副作用モニター情報〈479〉 血栓予防剤イグザレルトによる出血
リバーロキサバン(商品名:イグザレルト)は、「血液検査不要」「納豆を食べられる」という触れ込みでワルファリンの代替薬として注目された血液凝固阻害剤(Xa阻害剤)です。血液検査で効力推定が困難なこと、薬効を弱める拮抗剤がないなど、安全面の問題が指摘されています。本剤による出血関連の副作用報告の傾向を調べてみました。
当モニターに2012年の発売から2017年1月までに集積された症例は、30例39件でした。死亡症例はありませんでしたが、出血事例は血尿が6件、歯肉出血3件を含む口腔内出血5件、脳出血1件、血精子症1件、下血1件、皮下出血1件の合計15件で、血尿と口腔内出血が目立ちました。
PMDA(医薬品医療機器総合機構)に集積された症例の一覧では、出血事例は様々な部位に及ぶものでした。
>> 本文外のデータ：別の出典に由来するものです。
//! # Prism Extrusion
//!
//! Extrudes a 2D polygon (with holes) between two z planes. Caps are
//! triangulated with earcut; every emitted face points out of the prism.

use crate::mesh::Mesh;
use crate::shape::signed_area;
use glam::{DVec2, DVec3};

/// A 2D polygon for extrusion.
#[derive(Debug, Clone, PartialEq)]
pub struct Polygon2D {
    /// Outer boundary vertices.
    pub outer: Vec<DVec2>,
    /// Inner holes.
    pub holes: Vec<Vec<DVec2>>,
}

impl Polygon2D {
    pub fn new(outer: Vec<DVec2>) -> Self {
        Self {
            outer,
            holes: Vec::new(),
        }
    }

    pub fn with_holes(outer: Vec<DVec2>, holes: Vec<Vec<DVec2>>) -> Self {
        Self { outer, holes }
    }

    /// Axis-aligned rectangle centered on `center`.
    pub fn rectangle(center: DVec2, size: DVec2) -> Self {
        let h = size / 2.0;
        Self::new(vec![
            DVec2::new(center.x - h.x, center.y - h.y),
            DVec2::new(center.x + h.x, center.y - h.y),
            DVec2::new(center.x + h.x, center.y + h.y),
            DVec2::new(center.x - h.x, center.y + h.y),
        ])
    }

    pub fn vertex_count(&self) -> usize {
        self.outer.len() + self.holes.iter().map(Vec::len).sum::<usize>()
    }

    /// Outer ring counter-clockwise, holes clockwise.
    pub fn normalized(mut self) -> Self {
        if signed_area(&self.outer) < 0.0 {
            self.outer.reverse();
        }
        for hole in &mut self.holes {
            if signed_area(hole) > 0.0 {
                hole.reverse();
            }
        }
        self
    }

    /// All ring vertices, outer first, in the order used by
    /// [`triangulate`](Self::triangulate).
    pub fn flattened(&self) -> Vec<DVec2> {
        let mut points = Vec::with_capacity(self.vertex_count());
        points.extend_from_slice(&self.outer);
        for hole in &self.holes {
            points.extend_from_slice(hole);
        }
        points
    }

    /// Counter-clockwise cap triangles indexing [`flattened`](Self::flattened).
    ///
    /// Zero-area ears are dropped. Returns nothing if earcut fails.
    pub fn triangulate(&self) -> Vec<[usize; 3]> {
        if self.outer.len() < 3 {
            return Vec::new();
        }
        let points = self.flattened();
        let coords: Vec<f64> = points.iter().flat_map(|p| [p.x, p.y]).collect();

        let mut hole_indices = Vec::with_capacity(self.holes.len());
        let mut offset = self.outer.len();
        for hole in &self.holes {
            hole_indices.push(offset);
            offset += hole.len();
        }

        let indices = earcutr::earcut(&coords, &hole_indices, 2).unwrap_or_default();

        indices
            .chunks_exact(3)
            .filter_map(|t| {
                let (a, b, c) = (points[t[0]], points[t[1]], points[t[2]]);
                let cross = (b - a).perp_dot(c - a);
                if cross > 0.0 {
                    Some([t[0], t[1], t[2]])
                } else if cross < 0.0 {
                    Some([t[0], t[2], t[1]])
                } else {
                    None
                }
            })
            .collect()
    }
}

/// Flat cap at `z`, facing up.
pub fn cap(polygon: &Polygon2D, z: f64) -> Mesh {
    let points = polygon.flattened();
    let mut mesh = Mesh::with_capacity(points.len(), points.len());
    for p in &points {
        mesh.add_vertex(p.extend(z));
    }
    for [a, b, c] in polygon.triangulate() {
        mesh.add_triangle(a as u32, b as u32, c as u32);
    }
    mesh
}

/// Closed prism from `bottom` to `top`.
///
/// Returns an empty mesh for `top <= bottom` or a polygon without area.
///
/// # Example
///
/// ```rust
/// use trail_mesh::solids::extrude::{extrude, Polygon2D};
/// use glam::DVec2;
///
/// let square = Polygon2D::rectangle(DVec2::ZERO, DVec2::splat(10.0));
/// let mesh = extrude(&square, 0.0, 5.0);
/// // 4 side quads plus two 2-triangle caps
/// assert_eq!(mesh.triangle_count(), 12);
/// ```
pub fn extrude(polygon: &Polygon2D, bottom: f64, top: f64) -> Mesh {
    if !(top > bottom) {
        return Mesh::new();
    }
    let polygon = polygon.clone().normalized();
    let cap_triangles = polygon.triangulate();
    if cap_triangles.is_empty() {
        return Mesh::new();
    }

    let points = polygon.flattened();
    let n = points.len();
    let mut mesh = Mesh::with_capacity(n * 2, n * 2 + cap_triangles.len() * 2);

    for p in &points {
        mesh.add_vertex(DVec3::new(p.x, p.y, bottom));
    }
    for p in &points {
        mesh.add_vertex(DVec3::new(p.x, p.y, top));
    }

    let n = n as u32;
    for [a, b, c] in &cap_triangles {
        let (a, b, c) = (*a as u32, *b as u32, *c as u32);
        mesh.add_triangle(a, c, b);
        mesh.add_triangle(a + n, b + n, c + n);
    }

    // Sides: outer CCW and holes CW both put the solid on the left.
    let mut start = 0u32;
    for ring_len in std::iter::once(polygon.outer.len()).chain(polygon.holes.iter().map(Vec::len)) {
        let len = ring_len as u32;
        for i in 0..len {
            let b0 = start + i;
            let b1 = start + (i + 1) % len;
            mesh.add_triangle(b0, b1, b1 + n);
            mesh.add_triangle(b0, b1 + n, b0 + n);
        }
        start += len;
    }

    mesh
}
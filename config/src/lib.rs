//! # Config Crate
//!
//! Centralized configuration for the trail model pipeline. Every magic
//! number used by the geometry core lives in [`constants`], and the
//! immutable [`BuildConfig`] snapshot carries them into each builder.
//!
//! ## Usage
//!
//! ```rust
//! use config::constants::{BASE_THICKNESS, EPSILON};
//! use config::BuildConfig;
//!
//! let cfg = BuildConfig::default();
//! assert_eq!(cfg.base_thickness, BASE_THICKNESS);
//!
//! let thick = BuildConfig::builder().base_thickness(4.0).build().unwrap();
//! assert!((thick.base_thickness - 4.0).abs() < EPSILON);
//! ```
//!
//! ## Design Principles
//!
//! - **Single Source of Truth**: All constants defined once, used everywhere
//! - **Explicit**: Builders receive a `BuildConfig`, never global state
//! - **Browser-Safe**: No platform-specific values

pub mod build_config;
pub mod constants;

pub use build_config::{BuildConfig, BuildConfigBuilder, ConfigError};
中でも多いのが脳出血と消化管出血、皮下出血です。命に関わる脳出血が多いのは見逃せません。死亡症例は、イグザレルトでは発売から2015年末までに275例。一方、ワルファリンでは2010~2016年6月の6年半で123例でした。ワルファリンでも危険はありますが、イグザレルトよりは安全に管理できると解釈できます。
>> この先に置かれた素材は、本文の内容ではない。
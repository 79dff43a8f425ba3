//! WASM-compatible diagnostic types.
//!
//! Build errors and non-fatal build warnings both reach JavaScript as
//! [`Diagnostic`] values, distinguished by [`Severity`].

use pipeline_types::BuildWarning;
use trail_mesh::{BuildError, ErrorKind};
use wasm_bindgen::prelude::*;

/// Diagnostic severity for JavaScript.
#[wasm_bindgen]
#[derive(Debug, Clone, Copy, PartialEq, Eq)]
pub enum Severity {
    Error,
    Warning,
}

/// A diagnostic message for JavaScript.
///
/// `code` is a stable identifier the UI can branch on; `message` is for
/// display.
///
/// # Examples
/// ```no_run
/// // In JavaScript:
/// // const diag = handle.warnings().get(0);
/// // if (diag.code() === "textScaledToFit") showHint(diag.message());
/// ```
#[wasm_bindgen]
#[derive(Debug, Clone, PartialEq)]
pub struct Diagnostic {
    severity: Severity,
    code: String,
    message: String,
}

#[wasm_bindgen]
impl Diagnostic {
    pub fn severity(&self) -> Severity {
        self.severity
    }

    pub fn code(&self) -> String {
        self.code.clone()
    }

    pub fn message(&self) -> String {
        self.message.clone()
    }

    /// Converts this diagnostic to a plain JavaScript object.
    ///
    /// Worker → main thread messages cannot carry wasm-bindgen wrappers.
    pub fn to_js_object(&self) -> JsValue {
        use js_sys::{Object, Reflect};

        let obj = Object::new();
        // Setting plain data properties on a fresh object cannot fail.
        let _ = Reflect::set(&obj, &"severity".into(), &JsValue::from(self.severity as i32));
        let _ = Reflect::set(&obj, &"code".into(), &JsValue::from_str(&self.code));
        let _ = Reflect::set(&obj, &"message".into(), &JsValue::from_str(&self.message));
        JsValue::from(obj)
    }
}

impl Diagnostic {
    pub fn error(code: &str, message: impl Into<String>) -> Self {
        Self {
            severity: Severity::Error,
            code: code.to_string(),
            message: message.into(),
        }
    }

    /// Rust-side accessor; the JS getters return owned strings.
    pub fn code_str(&self) -> &str {
        &self.code
    }
}

impl From<&BuildWarning> for Diagnostic {
    fn from(warning: &BuildWarning) -> Self {
        let (code, message) = match *warning {
            BuildWarning::PathOverlapsPlatform { points } => (
                "pathOverlapsPlatform",
                format!("{points} track points run over the text platform"),
            ),
            BuildWarning::TextScaledToFit { scale } => (
                "textScaledToFit",
                format!("text was scaled to {:.0}% to fit the platform", scale * 100.0),
            ),
        };
        Self {
            severity: Severity::Warning,
            code: code.to_string(),
            message,
        }
    }
}

impl From<BuildError> for Diagnostic {
    fn from(err: BuildError) -> Self {
        let code = match err.kind() {
            ErrorKind::Precondition => "invalidInput",
            ErrorKind::EmptyResult => "emptyResult",
            ErrorKind::Downstream => "downstream",
            ErrorKind::Aborted => "aborted",
        };
        Self::error(code, err.to_string())
    }
}

impl From<serde_json::Error> for Diagnostic {
    fn from(err: serde_json::Error) -> Self {
        Self::error("invalidRequest", format!("malformed request: {err}"))
    }
}

impl std::fmt::Display for Diagnostic {
    fn fmt(&self, f: &mut std::fmt::Formatter<'_>) -> std::fmt::Result {
        write!(f, "{}: {}", self.code, self.message)
    }
}

/// A collection of diagnostics.
#[wasm_bindgen]
#[derive(Debug, Clone, Default)]
pub struct DiagnosticList {
    diagnostics: Vec<Diagnostic>,
}

#[wasm_bindgen]
impl DiagnosticList {
    pub fn len(&self) -> usize {
        self.diagnostics.len()
    }

    pub fn is_empty(&self) -> bool {
        self.diagnostics.is_empty()
    }

    /// Returns the diagnostic at `index`, if any.
    pub fn get(&self, index: usize) -> Option<Diagnostic> {
        self.diagnostics.get(index).cloned()
    }
}

impl DiagnosticList {
    pub fn iter(&self) -> impl Iterator<Item = &Diagnostic> {
        self.diagnostics.iter()
    }
}

impl<'a> FromIterator<&'a BuildWarning> for DiagnosticList {
    fn from_iter<I: IntoIterator<Item = &'a BuildWarning>>(iter: I) -> Self {
        Self {
            diagnostics: iter.into_iter().map(Diagnostic::from).collect(),
        }
    }
}
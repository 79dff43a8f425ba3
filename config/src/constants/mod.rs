//! # Configuration Constants
//!
//! Centralized constants for the trail model pipeline. Geometry tolerances,
//! solid dimensions, simplification parameters and request limits are
//! defined here.
//!
//! ## Categories
//!
//! - **Precision**: Floating-point comparison tolerances
//! - **Solids**: Base, path and platform dimensions in output units (mm)
//! - **Detail**: Low-detail simplification parameters
//! - **Limits**: Accepted ranges for request parameters

// =============================================================================
// PRECISION CONSTANTS
// =============================================================================

/// Epsilon for floating-point comparisons.
///
/// # Example
///
/// ```rust
/// use config::constants::EPSILON;
///
/// fn approximately_equal(a: f64, b: f64) -> bool {
///     (a - b).abs() < EPSILON
/// }
///
/// assert!(approximately_equal(1.0, 1.0 + 1e-11));
/// ```
pub const EPSILON: f64 = 1e-10;

/// Distance below which two exported vertices are welded into one.
///
/// Seams between sub-meshes (wall/base, terrain/wall) are closed by this
/// weld, so it must exceed the numerical noise of the builders while staying
/// far below printable feature size.
///
/// # Example
///
/// ```rust
/// use config::constants::{EPSILON, WELD_TOLERANCE};
/// assert!(WELD_TOLERANCE > EPSILON);
/// ```
pub const WELD_TOLERANCE: f64 = 1e-4;

/// Minimum triangle area kept in the exported mesh.
///
/// Triangles collapsed by welding or built from zero-thickness input fall
/// below this threshold and are discarded.
pub const DEGENERATE_AREA_EPSILON: f64 = 1e-9;

/// Minimum absolute barycentric determinant.
///
/// Triangles whose 2D determinant is smaller than this are skipped during
/// interpolation instead of dividing by (nearly) zero.
pub const BARYCENTRIC_EPSILON: f64 = 1e-12;

/// Slack allowed on barycentric weights so points on shared edges are found.
pub const BARYCENTRIC_TOLERANCE: f64 = 1e-9;

/// Distance from a shape boundary that still counts as inside.
///
/// # Example
///
/// ```rust
/// use config::constants::CONTAINMENT_TOLERANCE;
/// let on_edge = (10.0_f64 - 10.0).abs() <= CONTAINMENT_TOLERANCE;
/// assert!(on_edge);
/// ```
pub const CONTAINMENT_TOLERANCE: f64 = 1e-9;

// =============================================================================
// PROJECTION CONSTANTS
// =============================================================================

/// Approximate length of one degree of latitude in meters.
///
/// Converts sample elevations (meters) into the planar unit of the
/// projection (degrees) before output scaling.
pub const METERS_PER_DEGREE: f64 = 111_320.0;

// =============================================================================
// SOLID CONSTANTS
// =============================================================================

/// Thickness of the base below the lowest terrain vertex.
///
/// # Example
///
/// ```rust
/// use config::constants::BASE_THICKNESS;
///
/// let terrain_min_z = 0.0;
/// let base_z = terrain_min_z - BASE_THICKNESS;
/// assert_eq!(base_z, -2.0);
/// ```
pub const BASE_THICKNESS: f64 = 2.0;

/// Scale applied to the shape outline when building the base plate.
///
/// Slightly above 1.0 so the base always covers the filtered terrain
/// footprint despite triangulation edge effects.
pub const BASE_OVERLAP_FACTOR: f64 = 1.01;

/// Thickness of the base plate, which hangs below the base plane.
pub const BASE_PLATE_THICKNESS: f64 = 0.6;

/// Height of the path centerline above the interpolated terrain surface.
pub const PATH_Z_OFFSET: f64 = 0.5;

/// Radius of the path tube.
pub const PATH_RADIUS: f64 = 0.5;

/// Number of sides of the path tube cross-section.
pub const PATH_SEGMENTS: u32 = 8;

/// Number of segments approximating circular outlines.
pub const CIRCLE_SEGMENTS: u32 = 96;

/// Height / width ratio of the rectangle shape.
pub const RECTANGLE_ASPECT: f64 = 0.7;

/// Minimum number of segments of any polygonal approximation.
pub const MIN_SEGMENTS: u32 = 3;

// =============================================================================
// PLATFORM AND TEXT CONSTANTS
// =============================================================================

/// Platform width as a fraction of the shape's bounding radius.
pub const PLATFORM_WIDTH_FACTOR: f64 = 0.9;

/// Platform depth as a fraction of the shape's bounding radius.
pub const PLATFORM_DEPTH_FACTOR: f64 = 0.2;

/// Gap between the platform and the shape's lower edge, as a fraction of
/// the bounding radius.
pub const PLATFORM_MARGIN_FACTOR: f64 = 0.08;

/// Height of the platform top above the highest terrain vertex.
pub const PLATFORM_CLEARANCE: f64 = 1.0;

/// Safety buffer around the platform rectangle used for path overlap tests.
pub const PLATFORM_PATH_BUFFER: f64 = 1.0;

/// Initial text size as a fraction of the platform depth.
pub const TEXT_SIZE_FACTOR: f64 = 0.6;

/// Largest fraction of the platform width the text may occupy.
///
/// # Example
///
/// ```rust
/// use config::constants::TEXT_MAX_WIDTH_RATIO;
///
/// let platform_width = 40.0;
/// let text_width = 39.0;
/// assert!(text_width > platform_width * TEXT_MAX_WIDTH_RATIO);
/// ```
pub const TEXT_MAX_WIDTH_RATIO: f64 = 0.95;

/// Largest fraction of the platform depth the text may occupy.
pub const TEXT_MAX_HEIGHT_RATIO: f64 = 0.8;

/// Height of the embossed glyphs above the platform top.
pub const TEXT_EMBOSS_HEIGHT: f64 = 1.0;

// =============================================================================
// DETAIL CONSTANTS
// =============================================================================

/// Target number of terrain vertices kept by low-detail simplification.
pub const LOW_DETAIL_TARGET_POINTS: usize = 4_000;

/// Elevation range inside a simplification cell above which both the
/// lowest and the highest vertex are kept.
pub const LOW_DETAIL_ELEVATION_THRESHOLD: f64 = 0.5;

/// Maximum number of track points processed in low-detail mode.
pub const LOW_DETAIL_MAX_TRACK_POINTS: usize = 1_000;

/// In low-detail mode every n-th track point keeps its raw elevation
/// instead of being interpolated.
pub const LOW_DETAIL_RAW_EVERY: usize = 4;

// =============================================================================
// LIMIT CONSTANTS
// =============================================================================

/// Smallest accepted model width.
pub const MIN_MODEL_WIDTH: f64 = 10.0;

/// Largest accepted model width.
pub const MAX_MODEL_WIDTH: f64 = 500.0;

/// Default model width.
pub const DEFAULT_MODEL_WIDTH: f64 = 100.0;

/// Largest accepted elevation multiplier.
///
/// # Example
///
/// ```rust
/// use config::constants::MAX_ELEVATION_MULTIPLIER;
///
/// let requested = 20.0;
/// assert!(requested > MAX_ELEVATION_MULTIPLIER);
/// ```
pub const MAX_ELEVATION_MULTIPLIER: f64 = 15.0;

/// Minimum number of track points required to build a path.
pub const MIN_TRACK_POINTS: usize = 2;

// =============================================================================
// HELPER FUNCTIONS
// =============================================================================

/// Checks if two f64 values are approximately equal within EPSILON.
///
/// # Example
///
/// ```rust
/// use config::constants::approx_equal;
///
/// assert!(approx_equal(1.0, 1.0 + 1e-11));
/// assert!(!approx_equal(1.0, 1.1));
/// ```
#[inline]
pub fn approx_equal(a: f64, b: f64) -> bool {
    (a - b).abs() < EPSILON
}

/// Checks if a f64 value is approximately zero within EPSILON.
///
/// # Example
///
/// ```rust
/// use config::constants::approx_zero;
///
/// assert!(approx_zero(1e-11));
/// assert!(!approx_zero(0.1));
/// ```
#[inline]
pub fn approx_zero(value: f64) -> bool {
    value.abs() < EPSILON
}

#[cfg(test)]
mod tests;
血液が凝固するしくみは複雑ですが、それは血液の性状を厳密に制御しなければならないからで、人為的にコントロールする際は細心の注意を払うべきです。
血液凝固能を見積もるINR値は絶対的な指標にはなりませんが、本剤の承認時の評価資料にあるイグザレルト服用後の平均INR時間推移をみると、最大値は約3時間後に2.0~2.2で、治療域の1.7~2.6に入っているのは約1~7.5時間で、血中濃度に依存して変化しています。ばらつきを考えると、出血の危険が高い血中濃度になること、かつ効力不足で再梗塞につながる恐れもあります。無理に「1日1回服用」にしたような雑な投与設計の薬と言わざるを得ず、利便性を理由にこの薬剤に期待しない方がいいでしょう。